▶ **Supplied records**

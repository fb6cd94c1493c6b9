// src/detection/visibility.rs

use crate::types::{Pose, TrafficLight};
use tracing::debug;

/// Distance range within which a light is relevant to the current decision cycle.
#[derive(Debug, Clone, Copy)]
pub struct LookAheadWindow {
    pub min: f64,
    pub max: f64,
}

/// Pick the upcoming traffic light, if any.
///
/// Scans the registry in received order and returns the FIRST light that is
/// inside the look-ahead window and ahead of the vehicle. Registry order is
/// a contract here: a closer light later in the snapshot does not win.
pub fn select_upcoming_light<'a>(
    pose: &Pose,
    lights: &'a [TrafficLight],
    window: LookAheadWindow,
) -> Option<&'a TrafficLight> {
    let x = pose.position.x;
    let y = pose.position.y;

    // Probe point one unit ahead along the heading.
    let theta = pose.yaw();
    let x_in_front = x + theta.cos();
    let y_in_front = y + theta.sin();

    // Coordinate-sum proxy for heading agreement, not a real dot product.
    let car_orient = (x_in_front - x) + (y_in_front - y);

    for light in lights {
        let light_distance = ((light.x - x).powi(2) + (light.y - y).powi(2)).sqrt();
        let light_orient = (light.x - x) + (light.y - y);

        if light_distance < window.max
            && light_distance > window.min
            && car_orient * light_orient > 1.0
        {
            debug!(
                "Light selected at ({:.1}, {:.1}), distance {:.1}",
                light.x, light.y, light_distance
            );
            return Some(light);
        }
    }

    None
}

#[cfg(test)]
mod tests {
    use super::*;
    use nalgebra::{Point3, UnitQuaternion};

    fn pose_at(x: f64, y: f64, yaw: f64) -> Pose {
        Pose {
            position: Point3::new(x, y, 0.0),
            orientation: UnitQuaternion::from_euler_angles(0.0, 0.0, yaw),
        }
    }

    fn light_at(x: f64, y: f64) -> TrafficLight {
        TrafficLight { x, y, color: None }
    }

    const WINDOW: LookAheadWindow = LookAheadWindow { min: 25.0, max: 100.0 };

    #[test]
    fn test_light_beyond_max_look_ahead_never_selected() {
        let lights = vec![light_at(150.0, 0.0)];

        for yaw in [0.0, 0.7854, 1.5708, 3.1416, -1.5708] {
            let pose = pose_at(0.0, 0.0, yaw);
            assert!(select_upcoming_light(&pose, &lights, WINDOW).is_none());
        }
    }

    #[test]
    fn test_light_inside_min_look_ahead_not_selected() {
        // Already at the intersection; the stop decision was made earlier.
        let pose = pose_at(0.0, 0.0, 0.0);
        let lights = vec![light_at(10.0, 0.0)];

        assert!(select_upcoming_light(&pose, &lights, WINDOW).is_none());
    }

    #[test]
    fn test_light_ahead_in_window_selected() {
        let pose = pose_at(0.0, 0.0, 0.0);
        let lights = vec![light_at(50.0, 0.0)];

        let selected = select_upcoming_light(&pose, &lights, WINDOW).unwrap();
        assert_eq!(selected.x, 50.0);
    }

    #[test]
    fn test_light_behind_vehicle_rejected() {
        // Heading +x, light at -x: orientation product is negative.
        let pose = pose_at(0.0, 0.0, 0.0);
        let lights = vec![light_at(-50.0, 0.0)];

        assert!(select_upcoming_light(&pose, &lights, WINDOW).is_none());
    }

    #[test]
    fn test_first_qualifying_light_wins_over_closer_one() {
        let pose = pose_at(0.0, 0.0, 0.0);
        // Both qualify; the second is closer but the first is kept.
        let lights = vec![light_at(90.0, 0.0), light_at(30.0, 0.0)];

        let selected = select_upcoming_light(&pose, &lights, WINDOW).unwrap();
        assert_eq!(selected.x, 90.0);
    }

    #[test]
    fn test_empty_registry_finds_nothing() {
        let pose = pose_at(0.0, 0.0, 0.0);
        assert!(select_upcoming_light(&pose, &[], WINDOW).is_none());
    }
}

▶ **Work instructions**
All lines of the material that contain the word "position" should be listed.

▶ **Task result**
    let x = pose.position.x;
    let y = pose.position.y;
            position: Point3::new(x, y, 0.0),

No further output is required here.